++++ RECORDS FOR THIS TASK ++++

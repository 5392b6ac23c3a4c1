//! Startup pipeline: config loading, then one-shot city generation.

/// City config loading with validation and fallback to defaults.
pub mod config_loader;

/// Spawns the whole city once the config is available.
pub mod city_creator;

/// Loading progress flags driving state transitions.
pub mod progress;
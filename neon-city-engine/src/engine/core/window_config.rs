use bevy::prelude::*;
use bevy::window::PresentMode;

pub fn create_window_config() -> Window {
    #[cfg(target_arch = "wasm32")]
    {
        Window {
            title: "Neon City".into(),
            canvas: Some("#bevy".into()),
            fit_canvas_to_parent: true,
            prevent_default_event_handling: true,
            present_mode: PresentMode::AutoVsync,
            ..default()
        }
    }

    #[cfg(not(target_arch = "wasm32"))]
    {
        Window {
            title: "Neon City".into(),
            present_mode: PresentMode::AutoVsync,
            ..default()
        }
    }
}
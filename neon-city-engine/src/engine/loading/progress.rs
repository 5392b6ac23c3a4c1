use bevy::prelude::*;

#[derive(Resource, Default)]
pub struct LoadingProgress {
    pub config_loaded: bool,
    pub used_default_config: bool,
    pub textures_loaded: bool,
    pub city_generated: bool,
}
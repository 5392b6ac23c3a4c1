use bevy::diagnostic::{DiagnosticsStore, FrameTimeDiagnosticsPlugin};
use bevy::prelude::*;

use crate::constants::render_settings::{DAY_NIGHT_NOTIFY_INTERVAL_SECS, FPS_NOTIFY_INTERVAL_SECS};
use crate::engine::core::app_state::FpsText;
use crate::engine::systems::day_night::DayNightCycle;
use crate::rpc::web_rpc::{WebRpcInterface, time_of_day_json};

/// Returns true and restarts the interval once `interval` seconds have passed.
fn interval_elapsed(last_send_time: &mut f32, current_time: f32, interval: f32) -> bool {
    if current_time - *last_send_time >= interval {
        *last_send_time = current_time;
        true
    } else {
        false
    }
}

pub fn fps_notification_system(
    mut rpc_interface: ResMut<WebRpcInterface>,
    diagnostics: Res<DiagnosticsStore>,
    mut last_send_time: Local<f32>,
    time: Res<Time>,
) {
    let current_time = time.elapsed_secs();
    if current_time - *last_send_time < FPS_NOTIFY_INTERVAL_SECS {
        return;
    }

    if let Some(fps) = diagnostics.get(&FrameTimeDiagnosticsPlugin::FPS) {
        if let Some(value) = fps.smoothed() {
            rpc_interface.send_notification(
                "fps_update",
                serde_json::json!({
                    "fps": value as f32
                }),
            );
            *last_send_time = current_time;
        }
    }
}

pub fn day_night_notification_system(
    mut rpc_interface: ResMut<WebRpcInterface>,
    cycle: Res<DayNightCycle>,
    mut last_send_time: Local<f32>,
    time: Res<Time>,
) {
    if interval_elapsed(
        &mut last_send_time,
        time.elapsed_secs(),
        DAY_NIGHT_NOTIFY_INTERVAL_SECS,
    ) {
        rpc_interface.send_notification("day_night_update", time_of_day_json(&cycle));
    }
}

pub fn fps_text_update_system(
    diagnostics: Res<DiagnosticsStore>,
    mut query: Query<&mut Text, With<FpsText>>,
) {
    for mut text in &mut query {
        if let Some(fps) = diagnostics.get(&FrameTimeDiagnosticsPlugin::FPS) {
            if let Some(value) = fps.smoothed() {
                text.0 = format!("FPS: {value:.1}");
            }
        }
    }
}

#[cfg(test)]
mod tests {
    use super::*;
    use bevy::diagnostic::{Diagnostic, Diagnostics, RegisterDiagnostic};
    use std::time::Duration;

    fn report_sixty_fps(mut diagnostics: Diagnostics) {
        diagnostics.add_measurement(&FrameTimeDiagnosticsPlugin::FPS, || 60.0);
    }

    #[test]
    fn interval_gate_fires_once_per_period() {
        let mut last = 0.0;
        assert!(!interval_elapsed(&mut last, 0.4, 1.0));
        assert!(interval_elapsed(&mut last, 1.0, 1.0));
        assert_eq!(last, 1.0);
        assert!(!interval_elapsed(&mut last, 1.5, 1.0));
        assert!(interval_elapsed(&mut last, 2.2, 1.0));
    }

    #[test]
    fn day_night_updates_are_throttled() {
        let mut app = App::new();
        app.init_resource::<Time>()
            .init_resource::<WebRpcInterface>()
            .insert_resource(DayNightCycle::new(60.0, 0.5))
            .add_systems(Update, day_night_notification_system);

        for _ in 0..25 {
            app.world_mut()
                .resource_mut::<Time>()
                .advance_by(Duration::from_millis(100));
            app.update();
        }

        let rpc = app.world().resource::<WebRpcInterface>();
        let updates = rpc.pending_notifications("day_night_update");
        assert_eq!(updates.len(), 2);
        assert_eq!(updates[0]["phase"], serde_json::json!(0.5));
    }

    #[test]
    fn fps_is_reported_twice_a_second() {
        let mut app = App::new();
        app.init_resource::<Time>()
            .init_resource::<WebRpcInterface>()
            .register_diagnostic(Diagnostic::new(FrameTimeDiagnosticsPlugin::FPS))
            .add_systems(Update, (report_sixty_fps, fps_notification_system).chain());

        for _ in 0..12 {
            app.world_mut()
                .resource_mut::<Time>()
                .advance_by(Duration::from_millis(100));
            app.update();
        }

        let rpc = app.world().resource::<WebRpcInterface>();
        let updates = rpc.pending_notifications("fps_update");
        assert_eq!(updates.len(), 2);
        assert_eq!(updates[0]["fps"], serde_json::json!(60.0));
    }
}
//! Third-person follow camera.
//!
//! Orbits the player with mouse look while the cursor is grabbed, zooms on
//! the wheel, and carries the HDR bloom setup the neon scene relies on.

/// Follow camera component, cursor grab and orbit/zoom systems.
pub mod follow_camera;
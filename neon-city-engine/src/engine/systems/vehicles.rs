//! Traffic: figure-of-eight flight paths and flickering headlights.

use std::f32::consts::TAU;

use bevy::prelude::*;
use rand::Rng;

use constants::city_layout::TRAFFIC_HALF_RANGE;
use constants::render_settings::LUMENS_PER_LIGHT_UNIT;

use crate::engine::core::random::CityRng;
use crate::engine::render::light_beam::LightBeamMaterial;
use crate::engine::scene::vehicle_model::{Headlight, Vehicle, VehicleKit, spawn_vehicle};
use crate::engine::systems::day_night::NightAlpha;
use crate::engine::systems::flicker::FlickerState;

const PATH_RATE: f32 = 0.5;
const PATH_HALF_WIDTH: f32 = 25.0;
const PATH_HALF_DEPTH: f32 = 15.0;
const HEADING_LOOKAHEAD: f32 = 0.01;

/// Marks vehicles that fly their path. The parked car lacks it.
#[derive(Component)]
pub struct PathFollower;

fn path_point(anchor: Vec3, t: f32) -> Vec3 {
    Vec3::new(
        anchor.x + t.sin() * PATH_HALF_WIDTH,
        anchor.y,
        anchor.z + (t * 0.7).sin() * PATH_HALF_DEPTH,
    )
}

pub fn vehicle_path(anchor: Vec3, phase: f32, elapsed: f32) -> Vec3 {
    path_point(anchor, elapsed * PATH_RATE + phase)
}

/// Position on the path with the nose (+Z) turned towards where the car goes next.
pub fn vehicle_pose(vehicle: &Vehicle, elapsed: f32) -> Transform {
    let here = vehicle_path(vehicle.anchor, vehicle.phase, elapsed);
    let ahead = vehicle_path(vehicle.anchor, vehicle.phase + HEADING_LOOKAHEAD, elapsed) - here;
    let yaw = ahead.x.atan2(ahead.z);
    Transform::from_translation(here).with_rotation(Quat::from_rotation_y(yaw))
}

pub fn vehicle_path_system(
    time: Res<Time>,
    mut vehicles: Query<(&Vehicle, &mut Transform), With<PathFollower>>,
) {
    let elapsed = time.elapsed_secs();
    for (vehicle, mut transform) in &mut vehicles {
        *transform = vehicle_pose(vehicle, elapsed);
    }
}

/// Beam opacity for a flicker level under the current night weight.
pub fn beam_intensity(flicker: &FlickerState, night: f32) -> f32 {
    night * flicker.level()
}

pub fn headlight_system(
    time: Res<Time>,
    night: Res<NightAlpha>,
    mut rng: ResMut<CityRng>,
    mut headlights: Query<(&Headlight, &mut FlickerState, &mut SpotLight)>,
    beams: Query<&MeshMaterial3d<LightBeamMaterial>>,
    mut beam_materials: ResMut<Assets<LightBeamMaterial>>,
) {
    let elapsed = time.elapsed_secs();
    for (headlight, mut flicker, mut spot) in &mut headlights {
        let current = flicker.update(elapsed, &mut rng.0);
        spot.intensity = current * night.0 * LUMENS_PER_LIGHT_UNIT;

        let Ok(beam) = beams.get(headlight.beam) else {
            continue;
        };
        let target = beam_intensity(&flicker, night.0);
        let stale = beam_materials
            .get(&beam.0)
            .is_some_and(|m| (m.intensity() - target).abs() > 1e-3);
        if stale {
            if let Some(material) = beam_materials.get_mut(&beam.0) {
                material.set_intensity(target);
            }
        }
    }
}

/// Spawns the flying traffic and returns how many cars were placed.
pub fn spawn_traffic(
    commands: &mut Commands,
    beam_materials: &mut Assets<LightBeamMaterial>,
    kit: &VehicleKit,
    count: usize,
    rng: &mut impl Rng,
) -> usize {
    for _ in 0..count {
        let position = Vec3::new(
            (rng.random::<f32>() - 0.5) * TRAFFIC_HALF_RANGE * 2.0,
            20.0 + rng.random::<f32>() * 50.0,
            (rng.random::<f32>() - 0.5) * TRAFFIC_HALF_RANGE * 2.0,
        );
        let phase = rng.random::<f32>() * TAU;
        let car = spawn_vehicle(commands, beam_materials, kit, position, phase, rng);
        commands.entity(car).insert(PathFollower);
    }
    count
}

#[cfg(test)]
mod tests {
    use super::*;
    use std::time::Duration;

    fn vehicle(phase: f32) -> Vehicle {
        Vehicle {
            anchor: Vec3::new(5.0, 40.0, -10.0),
            phase,
            speed: 12.0,
        }
    }

    #[test]
    fn path_stays_within_its_box_at_fixed_height() {
        let v = vehicle(1.3);
        for i in 0..1000 {
            let p = vehicle_path(v.anchor, v.phase, i as f32 * 0.05);
            assert_eq!(p.y, 40.0);
            assert!((p.x - 5.0).abs() <= 25.0 + 1e-4);
            assert!((p.z + 10.0).abs() <= 15.0 + 1e-4);
        }
        assert_eq!(vehicle_path(v.anchor, 0.0, 0.0), v.anchor);
    }

    #[test]
    fn nose_points_along_the_direction_of_travel() {
        let v = vehicle(0.0);
        for elapsed in [0.0, 1.7, 4.2, 9.9] {
            let pose = vehicle_pose(&v, elapsed);
            let next = vehicle_path(v.anchor, v.phase, elapsed + 0.02);
            let travel = (next - pose.translation).normalize();
            let nose = pose.rotation * Vec3::Z;
            assert!(nose.dot(travel) > 0.99, "elapsed {elapsed}");
        }
    }

    #[test]
    fn beam_follows_night_and_flicker_level() {
        let mut rng = CityRng::from_seed(1).0;
        let mut flicker = FlickerState::new(0.8, &mut rng);
        assert_eq!(beam_intensity(&flicker, 0.0), 0.0);
        assert_eq!(beam_intensity(&flicker, 1.0), 1.0);
        flicker.current = 0.4;
        assert!((beam_intensity(&flicker, 0.5) - 0.25).abs() < 1e-6);
    }

    #[test]
    fn only_path_followers_move() {
        let mut app = App::new();
        app.init_resource::<Time>()
            .add_systems(Update, vehicle_path_system);
        let flying = app
            .world_mut()
            .spawn((vehicle(0.0), PathFollower, Transform::default()))
            .id();
        let parked = app
            .world_mut()
            .spawn((vehicle(0.0), Transform::from_xyz(3.0, 0.77, 3.0)))
            .id();

        app.world_mut()
            .resource_mut::<Time>()
            .advance_by(Duration::from_secs(2));
        app.update();

        let expected = vehicle_path(Vec3::new(5.0, 40.0, -10.0), 0.0, 2.0);
        let moved = app.world().get::<Transform>(flying).unwrap().translation;
        assert!(moved.distance(expected) < 1e-4);
        let still = app.world().get::<Transform>(parked).unwrap().translation;
        assert_eq!(still, Vec3::new(3.0, 0.77, 3.0));
    }

    #[test]
    fn headlights_are_dark_by_day() {
        let mut app = App::new();
        app.init_resource::<Time>()
            .insert_resource(NightAlpha(0.0))
            .insert_resource(CityRng::from_seed(8))
            .init_resource::<Assets<LightBeamMaterial>>()
            .add_systems(Update, headlight_system);

        let material = app
            .world_mut()
            .resource_mut::<Assets<LightBeamMaterial>>()
            .add(LightBeamMaterial::new(0.7));
        let beam = app.world_mut().spawn(MeshMaterial3d(material.clone())).id();
        let flicker = FlickerState::new(0.8, &mut CityRng::from_seed(2).0);
        let light = app
            .world_mut()
            .spawn((Headlight { beam }, flicker, SpotLight::default()))
            .id();

        app.update();
        assert_eq!(app.world().get::<SpotLight>(light).unwrap().intensity, 0.0);
        let beams = app.world().resource::<Assets<LightBeamMaterial>>();
        assert_eq!(beams.get(&material).unwrap().intensity(), 0.0);

        app.insert_resource(NightAlpha(1.0));
        app.update();
        let spot = app.world().get::<SpotLight>(light).unwrap();
        assert!((spot.intensity - 0.8 * LUMENS_PER_LIGHT_UNIT).abs() < 1.0);
    }
}
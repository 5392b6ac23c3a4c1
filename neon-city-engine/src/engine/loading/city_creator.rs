use bevy::prelude::*;
use rand::Rng;
use serde::Serialize;

use constants::city_layout::PARKED_CAR_POSITION;

use crate::engine::assets::city_config::CityConfig;
use crate::engine::assets::surface_textures::SurfaceTextures;
use crate::engine::camera::follow_camera::spawn_follow_camera;
use crate::engine::core::random::CityRng;
use crate::engine::loading::progress::LoadingProgress;
use crate::engine::player::controller::{PLAYER_SPAWN, spawn_player};
use crate::engine::player::interaction::{
    Interactable, InteractableKind, spawn_interaction_pointer,
};
use crate::engine::player::punch::spawn_punch_spray;
use crate::engine::render::light_beam::LightBeamMaterial;
use crate::engine::scene::building_plan::{BuildingPlan, plan_city};
use crate::engine::scene::buildings::{BuildingKit, spawn_building};
use crate::engine::scene::ground::spawn_ground;
use crate::engine::scene::lighting::spawn_lighting;
use crate::engine::scene::placement::CityFootprints;
use crate::engine::scene::vehicle_model::{VehicleKit, spawn_vehicle};
use crate::engine::systems::advertisement::{AdClock, AdMaterials};
use crate::engine::systems::day_night::{DayNightCycle, NightAlpha};
use crate::engine::systems::decorative_cubes::spawn_decorative_cubes;
use crate::engine::systems::disco_balls::spawn_disco_balls;
use crate::engine::systems::rain::spawn_rain;
use crate::engine::systems::smoke::spawn_smoke;
use crate::engine::systems::vehicles::spawn_traffic;

const PARKED_CAR_PHASE: f32 = 1.0;

/// What the generator actually placed. Props that found no open ground are
/// not counted.
#[derive(Resource, Serialize, Debug, Clone, PartialEq)]
pub struct CityStats {
    pub seed: u64,
    /// True when the config file was missing or invalid and defaults were used.
    pub default_config: bool,
    pub buildings: usize,
    pub vehicles: usize,
    pub decorative_cubes: usize,
    pub disco_balls: usize,
    pub rain_drops: usize,
}

pub fn create_city_when_ready(
    mut loading_progress: ResMut<LoadingProgress>,
    mut commands: Commands,
    config: Option<Res<CityConfig>>,
    textures: Option<Res<SurfaceTextures>>,
    mut rng: ResMut<CityRng>,
    mut meshes: ResMut<Assets<Mesh>>,
    mut materials: ResMut<Assets<StandardMaterial>>,
    mut beam_materials: ResMut<Assets<LightBeamMaterial>>,
    mut images: ResMut<Assets<Image>>,
) {
    if loading_progress.city_generated {
        return;
    }
    let (Some(config), Some(textures)) = (config, textures) else {
        return;
    };

    let mut stats = generate_city(
        &mut commands,
        &mut meshes,
        &mut materials,
        &mut beam_materials,
        &mut images,
        &config,
        &textures,
        &mut rng.0,
    );
    stats.default_config = loading_progress.used_default_config;

    info!(
        "✓ City generated (seed {}): {} buildings, {} vehicles, {} cubes, {} disco balls, {} rain drops",
        stats.seed,
        stats.buildings,
        stats.vehicles,
        stats.decorative_cubes,
        stats.disco_balls,
        stats.rain_drops
    );
    commands.insert_resource(stats);
    loading_progress.city_generated = true;
}

/// Spawns the whole scene and inserts the runtime resources that drive it.
#[allow(clippy::too_many_arguments)]
pub fn generate_city(
    commands: &mut Commands,
    meshes: &mut Assets<Mesh>,
    materials: &mut Assets<StandardMaterial>,
    beam_materials: &mut Assets<LightBeamMaterial>,
    images: &mut Assets<Image>,
    config: &CityConfig,
    textures: &SurfaceTextures,
    rng: &mut impl Rng,
) -> CityStats {
    let plans = plan_city(config, rng);
    let footprints = CityFootprints(plans.iter().map(BuildingPlan::footprint).collect());

    spawn_lighting(commands, meshes, materials);
    spawn_ground(commands, meshes, materials, textures, config.puddle_count, rng);

    let ads = AdMaterials::create(images, materials);
    let building_kit = BuildingKit::new(meshes, materials, textures.brick.clone(), ads.clone());
    for plan in &plans {
        spawn_building(commands, meshes, materials, &building_kit, plan);
        if plan.emits_smoke {
            let top = Vec3::new(plan.x, plan.footprint().top_y, plan.z);
            spawn_smoke(commands, meshes, materials, top, rng);
        }
    }
    commands.insert_resource(ads);

    let vehicle_kit = VehicleKit::new(meshes, materials);
    let traffic = spawn_traffic(
        commands,
        beam_materials,
        &vehicle_kit,
        config.traffic_vehicle_count,
        rng,
    );
    let parked = spawn_vehicle(
        commands,
        beam_materials,
        &vehicle_kit,
        Vec3::from_array(PARKED_CAR_POSITION),
        PARKED_CAR_PHASE,
        rng,
    );
    commands.entity(parked).insert((
        Name::new("Parked Car"),
        Interactable {
            kind: InteractableKind::Car,
        },
    ));
    spawn_interaction_pointer(commands, meshes, materials, parked);

    let decorative_cubes = spawn_decorative_cubes(
        commands,
        meshes,
        materials,
        &footprints.0,
        config.decorative_cube_count,
        rng,
    );
    let disco_balls = spawn_disco_balls(
        commands,
        meshes,
        materials,
        images,
        &footprints.0,
        config.disco_ball_count,
        config.disco_shadows,
        rng,
    );
    spawn_rain(commands, meshes, materials, config.rain_drop_count, rng);

    spawn_player(commands, meshes, materials);
    spawn_punch_spray(commands, meshes, materials);
    spawn_follow_camera(commands, config, PLAYER_SPAWN);

    commands.insert_resource(footprints);
    commands.insert_resource(DayNightCycle::new(
        config.day_night_cycle_secs,
        config.start_phase,
    ));
    commands.insert_resource(NightAlpha::default());
    commands.insert_resource(AdClock::default());

    CityStats {
        seed: config.seed,
        default_config: false,
        buildings: plans.len(),
        vehicles: traffic + 1,
        decorative_cubes,
        disco_balls,
        rain_drops: config.rain_drop_count,
    }
}

#[cfg(test)]
mod tests {
    use super::*;
    use crate::engine::camera::follow_camera::FollowCamera;
    use crate::engine::player::controller::Player;
    use crate::engine::scene::buildings::Building;
    use crate::engine::scene::vehicle_model::Vehicle;
    use crate::engine::systems::vehicles::PathFollower;

    fn small_config() -> CityConfig {
        CityConfig {
            seed: 7,
            building_grid_radius: 2,
            building_probability: 0.5,
            traffic_vehicle_count: 4,
            decorative_cube_count: 3,
            disco_ball_count: 2,
            rain_drop_count: 50,
            puddle_count: 4,
            ..default()
        }
    }

    fn generate(config: &CityConfig) -> (World, CityStats) {
        let mut world = World::new();
        let mut meshes = Assets::<Mesh>::default();
        let mut materials = Assets::<StandardMaterial>::default();
        let mut beams = Assets::<LightBeamMaterial>::default();
        let mut images = Assets::<Image>::default();
        let textures = SurfaceTextures::default();
        let mut rng = CityRng::from_seed(config.seed);

        let stats = {
            let mut commands = world.commands();
            generate_city(
                &mut commands,
                &mut meshes,
                &mut materials,
                &mut beams,
                &mut images,
                config,
                &textures,
                &mut rng.0,
            )
        };
        world.flush();
        (world, stats)
    }

    fn count<C: Component>(world: &mut World) -> usize {
        world.query::<&C>().iter(world).count()
    }

    #[test]
    fn counts_match_what_was_spawned() {
        let config = small_config();
        let (mut world, stats) = generate(&config);

        assert_eq!(stats.seed, 7);
        assert_eq!(count::<Building>(&mut world), stats.buildings);
        assert_eq!(count::<Vehicle>(&mut world), stats.vehicles);
        assert_eq!(count::<PathFollower>(&mut world), 4);
        assert_eq!(count::<Player>(&mut world), 1);
        assert_eq!(count::<FollowCamera>(&mut world), 1);
        assert_eq!(stats.rain_drops, 50);
        assert!(stats.decorative_cubes <= 3);

        assert!(world.contains_resource::<CityFootprints>());
        assert!(world.contains_resource::<DayNightCycle>());
        assert!(world.contains_resource::<AdMaterials>());
    }

    #[test]
    fn parked_car_is_the_only_interactable_and_stays_put() {
        let (mut world, _) = generate(&small_config());
        let mut parked = world.query_filtered::<(&Interactable, &Transform), Without<PathFollower>>();
        let cars: Vec<_> = parked.iter(&world).collect();
        assert_eq!(cars.len(), 1);
        assert_eq!(cars[0].0.kind, InteractableKind::Car);
        assert_eq!(cars[0].1.translation, Vec3::new(3.0, 0.77, 3.0));
    }

    #[test]
    fn same_seed_same_skyline() {
        let config = small_config();
        let skyline = |world: &mut World| -> Vec<(f32, f32, f32)> {
            world
                .query::<&Building>()
                .iter(world)
                .map(|b| (b.footprint.x, b.footprint.z, b.footprint.top_y))
                .collect()
        };
        let (mut a, stats_a) = generate(&config);
        let (mut b, stats_b) = generate(&config);
        assert_eq!(stats_a, stats_b);
        assert_eq!(skyline(&mut a), skyline(&mut b));
    }

    #[test]
    fn stats_report_a_default_config_fallback() {
        let mut app = App::new();
        app.insert_resource(LoadingProgress {
            config_loaded: true,
            used_default_config: true,
            textures_loaded: true,
            ..default()
        })
        .insert_resource(small_config())
        .insert_resource(SurfaceTextures::default())
        .insert_resource(CityRng::from_seed(7))
        .init_resource::<Assets<Mesh>>()
        .init_resource::<Assets<StandardMaterial>>()
        .init_resource::<Assets<LightBeamMaterial>>()
        .init_resource::<Assets<Image>>()
        .add_systems(Update, create_city_when_ready);

        app.update();

        assert!(app.world().resource::<LoadingProgress>().city_generated);
        let stats = app.world().resource::<CityStats>();
        assert!(stats.default_config);
        assert_eq!(stats.seed, 7);
    }
}
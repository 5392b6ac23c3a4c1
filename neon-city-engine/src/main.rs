mod constants;
mod engine;
mod rpc;

use engine::core::app_setup::create_app;

fn main() {
    let mut app = create_app();

    #[cfg(target_arch = "wasm32")]
    {
        wasm_bindgen_futures::spawn_local(async move {
            app.run();
        });
    }

    #[cfg(not(target_arch = "wasm32"))]
    {
        app.run();
    }
}
use bevy::asset::AssetMetaCheck;
use bevy::diagnostic::FrameTimeDiagnosticsPlugin;
use bevy::prelude::*;
use bevy_common_assets::json::JsonAssetPlugin;

use crate::constants::path::CITY_CONFIG_EXTENSION;
// Crate engine modules
use crate::engine::assets::city_config::CityConfig;
use crate::engine::assets::surface_textures::{check_texture_loading, start_texture_loading};
use crate::engine::camera::follow_camera::{cursor_grab_system, follow_camera_system};
use crate::engine::core::app_state::AppState;
use crate::engine::core::window_config::create_window_config;
use crate::engine::player::controller::player_movement_system;
use crate::engine::player::interaction::{interaction_pointer_system, interaction_system};
use crate::engine::player::punch::{punch_input_system, punch_particle_system};
use crate::engine::render::light_beam::LightBeamMaterial;
use crate::engine::systems::{
    advertisement::advertisement_system,
    day_night::{day_night_keyboard_system, day_night_system},
    decorative_cubes::decorative_cube_system,
    disco_balls::disco_ball_system,
    fps_tracking::{day_night_notification_system, fps_notification_system},
    rain::rain_system,
    smoke::smoke_system,
    vehicles::{headlight_system, vehicle_path_system},
};
// Loading
use crate::engine::loading::city_creator::create_city_when_ready;
use crate::engine::loading::config_loader::{ConfigLoader, load_config_system, start_loading};
use crate::engine::loading::progress::LoadingProgress;
use crate::rpc::web_rpc::WebRpcPlugin;
// Transitions
use crate::engine::core::app_state::{transition_to_generating, transition_to_running};

#[cfg(not(target_arch = "wasm32"))]
use crate::constants::render_settings::FPS_TEXT_SIZE;
#[cfg(not(target_arch = "wasm32"))]
use crate::engine::core::app_state::FpsText;
#[cfg(not(target_arch = "wasm32"))]
use crate::engine::systems::fps_tracking::fps_text_update_system;

pub fn create_app() -> App {
    let mut app = App::new();

    app.add_plugins(create_default_plugins())
        .init_state::<AppState>()
        .add_plugins(FrameTimeDiagnosticsPlugin::default())
        // Registers CityConfig as a loadable asset type from `*.city.json` files.
        .add_plugins(JsonAssetPlugin::<CityConfig>::new(&[CITY_CONFIG_EXTENSION]))
        .add_plugins(MaterialPlugin::<LightBeamMaterial>::default())
        .add_plugins(WebRpcPlugin);

    // Initialise resources early
    app.init_resource::<LoadingProgress>()
        .init_resource::<ConfigLoader>();

    // State-based system scheduling
    app.add_systems(Startup, start_loading)
        .add_systems(
            Update,
            (
                // Loading phase systems
                load_config_system,
                start_texture_loading,
                check_texture_loading,
                transition_to_generating,
            )
                .chain()
                .run_if(in_state(AppState::Loading)),
        )
        .add_systems(
            Update,
            (create_city_when_ready, transition_to_running)
                .chain()
                .run_if(in_state(AppState::Generating)),
        );

    // The night weight is published first; every animator reads it.
    let scene_systems = (
        (day_night_keyboard_system, day_night_system).chain(),
        (
            vehicle_path_system,
            headlight_system,
            decorative_cube_system,
            disco_ball_system,
            rain_system,
            smoke_system,
            advertisement_system,
        ),
    )
        .chain();

    // Camera follows the moved player; billboards face the moved camera.
    let player_systems = (
        cursor_grab_system,
        interaction_system,
        player_movement_system,
        follow_camera_system,
        punch_input_system,
        punch_particle_system,
        interaction_pointer_system,
    )
        .chain();

    let notification_systems = (fps_notification_system, day_night_notification_system);

    app.add_systems(
        Update,
        (scene_systems, player_systems, notification_systems).run_if(in_state(AppState::Running)),
    );

    // Add the FPS overlay and its update system only for native builds.
    #[cfg(not(target_arch = "wasm32"))]
    {
        app.add_systems(Startup, create_native_overlays)
            .add_systems(Update, fps_text_update_system);
    }

    app
}

// Native builds draw their own FPS readout; the web host shows it instead.
#[cfg(not(target_arch = "wasm32"))]
fn create_native_overlays(mut commands: Commands) {
    commands
        .spawn(Node {
            width: Val::Percent(100.0),
            height: Val::Percent(100.0),
            ..default()
        })
        .with_children(|parent| {
            parent.spawn((
                Text::new("FPS: "),
                TextFont {
                    font_size: FPS_TEXT_SIZE,
                    ..default()
                },
                TextColor(Color::srgb(1., 0., 0.)),
                Node {
                    position_type: PositionType::Absolute,
                    bottom: Val::Px(12.0),
                    right: Val::Px(12.0),
                    ..default()
                },
                FpsText,
            ));
        });
}

fn create_default_plugins() -> impl PluginGroup {
    let window_config = WindowPlugin {
        primary_window: Some(create_window_config()),
        ..default()
    };

    let asset_config = AssetPlugin {
        meta_check: AssetMetaCheck::Never,
        ..default()
    };

    DefaultPlugins.set(window_config).set(asset_config)
}

#[cfg(all(test, not(target_arch = "wasm32")))]
mod tests {
    use super::*;

    #[test]
    fn native_overlay_spawns_one_fps_readout() {
        let mut app = App::new();
        app.add_systems(Startup, create_native_overlays);
        app.update();

        let world = app.world_mut();
        let texts: Vec<String> = world
            .query_filtered::<&Text, With<FpsText>>()
            .iter(world)
            .map(|t| t.0.clone())
            .collect();
        assert_eq!(texts, vec!["FPS: ".to_string()]);
    }
}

++++

WORK TO COMPLETE:
Lines from the top of the data above through the line with "seconds have passed.", both ends included: copy them exactly, nothing more.

COMPLETED TASK:
repository 5392b6ac23c3a4c1
//! Startup pipeline: config loading, then one-shot city generation.

/// City config loading with validation and fallback to defaults.
pub mod config_loader;

/// Spawns the whole city once the config is available.
pub mod city_creator;

/// Loading progress flags driving state transitions.
pub mod progress;
filename neon-city-engine/src/engine/core/window_config.rs
use bevy::prelude::*;
use bevy::window::PresentMode;

pub fn create_window_config() -> Window {
    #[cfg(target_arch = "wasm32")]
    {
        Window {
            title: "Neon City".into(),
            canvas: Some("#bevy".into()),
            fit_canvas_to_parent: true,
            prevent_default_event_handling: true,
            present_mode: PresentMode::AutoVsync,
            ..default()
        }
    }

    #[cfg(not(target_arch = "wasm32"))]
    {
        Window {
            title: "Neon City".into(),
            present_mode: PresentMode::AutoVsync,
            ..default()
        }
    }
}
filename neon-city-engine/src/engine/loading/progress.rs
repository 5392b6ac23c3a4c1
use bevy::prelude::*;

#[derive(Resource, Default)]
pub struct LoadingProgress {
    pub config_loaded: bool,
    pub used_default_config: bool,
    pub textures_loaded: bool,
    pub city_generated: bool,
}
repository 5392b6ac23c3a4c1
use bevy::diagnostic::{DiagnosticsStore, FrameTimeDiagnosticsPlugin};
use bevy::prelude::*;

use crate::constants::render_settings::{DAY_NIGHT_NOTIFY_INTERVAL_SECS, FPS_NOTIFY_INTERVAL_SECS};
use crate::engine::core::app_state::FpsText;
use crate::engine::systems::day_night::DayNightCycle;
use crate::rpc::web_rpc::{WebRpcInterface, time_of_day_json};

/// Returns true and restarts the interval once `interval` seconds have passed.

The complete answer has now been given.